Suspender a utilização do Ibuprofeno e o Diclofenac não é aconselhável, o impacto na saúde de muitos pacientes seria catastrófico. Por outro lado, esta suspensão teria efeito só nestes dois medicamentos ou seria extensiva ao resto do grupo, com mecanismo de acção similar?.
Curiosamente existe uma outra categoria dentro dos AINEs com efeitos nocivos muito mais evidentes no sistema cardiovascular que nem sequer foram mencionados, trata-se dos antagonistas da COX-2, que na denuncia da AADIC foram totalmente ignorados.

Este grupo de medicamentos, entre as que se encontra o Celecoxib, Etoricoxib, Arcoxia, etc, foram desenvolvidos para evitar os transtornos gastrointestinais dos AINEs, porem, existem muitos estudos que confirmam seu potencial letal principalmente em pacientes com distúrbios cardiovasculares.

Felizmente, depois de uma análise coerente, a resposta do Ministério da Saúde vem em concordância com as normas internacionalmente aceites para a utilização dos AINEs. Visto que na maioria dos pacientes, os benefícios superam amplamente os riscos da sua utilização, os medicamentos podem continuar a ser utilizados, embora respeitando alguns princípios.

Em pacientes cardiopatas conhecidos sempre devem ser utilizados com precaução, se for possível uma outra alternativa de tratamento, então prescindir dos AINES.

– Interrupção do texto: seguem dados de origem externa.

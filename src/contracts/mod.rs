// SPDX-FileCopyrightText: 2025 Semiotic AI, Inc.
//
// SPDX-License-Identifier: Apache-2.0

//! Typed bindings for each contract interface
//!
//! Call, return and event types are generated by `sol!` from the JSON ABIs
//! under `abi/` and live in the `I*` modules (for example
//! [`IStickerType::Register`]). The wrappers in this module turn them into
//! methods taking Rust arguments.
//!
//! Contracts that inherit an interface dereference to its binding:
//!
//! ```text
//! StickerType ─┐
//! StickerPack ─┴─> Erc721Full ─> Erc721 ─> BoundContract
//! Erc721Enumerable, Erc721Metadata ─────> Erc721
//! StickerMarket, Erc20Token, Erc165, Controlled, ... ─> BoundContract
//! ```
//!
//! Mixins that a contract shares with others (controller, token recovery)
//! are reached through view constructors such as
//! [`StickerMarket::controlled`].
//!
//! # Example
//!
//! ```rust,ignore
//! use sticker_bindings::{BindingConfig, CallOpts, StickerType};
//!
//! let registry = StickerType::new(address, provider, BindingConfig::default())?;
//! let opts = CallOpts::default();
//!
//! let count = registry.pack_count(&opts).await?;
//! let name = registry.name(&opts).await?; // ERC-721 metadata, via Deref
//! let owner = registry.controlled().controller(&opts).await?;
//! ```

mod controlled;
mod erc165;
mod erc20;
mod erc721;
mod sticker_market;
mod sticker_pack;
mod sticker_type;

pub use controlled::{
    ApproveAndCallFallBack, Controlled, IApproveAndCallFallBack, IControlled, ITokenClaimer,
    TokenClaimer,
};
pub use erc165::{Erc165, IERC165};
pub use erc20::{Erc20Token, IERC20Token};
pub use erc721::{
    Erc721, Erc721Enumerable, Erc721Full, Erc721Metadata, IERC721Enumerable, IERC721Full,
    IERC721Metadata, IERC721,
};
pub use sticker_market::{IStickerMarket, MarketStatus, PackRegistration, StickerMarket};
pub use sticker_pack::{IStickerPack, StickerPack};
pub use sticker_type::{IStickerType, StickerType};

Em geral ter em conta os seguintes aspectos:
– O Diclofenac nunca deve ultrapassar os 150mg por dia, de preferência ter os 100mg diários como máximo da dosagem.
– Sempre que possível limitar o tempo máximo de utilização em 7 dias
– Nunca utilizar dois tipos de AINEs ao mesmo tempo, não melhora a acção anti-inflamatório/analgésico e sim multiplica os efeitos colaterais perniciosos.
– Pacientes idosos devem ter especial atenção, principalmente porque podem apresentar hemorragia intestinal oculto.
– Utilizar uma abordagem da dor utilizando os AINEs em doses baixas junto com analgésicos não anti-inflamatórios (Paracetamol, Codeína, Dextropropoxifeno, Tramadol, etc)

 

Bibliografia
– Circular nº 12 /GD-DNME/MINSA/2017. Relativa ao uso de anti-inflamatórios não esteróides (AINEs)
http://www.bmj.com/content/354/bmj.i4857
www.portalangop.co.ao
https://en.wikipedia.org/wiki/Nonsteroidal_anti-inflammatory_drug- “FDA Strengthens Warning of Heart Attack and Stroke Risk for Non-Steroidal Anti-Inflammatory Drugs”.
– Page J, Henry D (March 2000). “Consumption of NSAIDs and the development of congestive heart failure in elderly patients: an underrecognized public health problem” (Free full text). Archives of Internal Medicine. 160 (6): 777–84.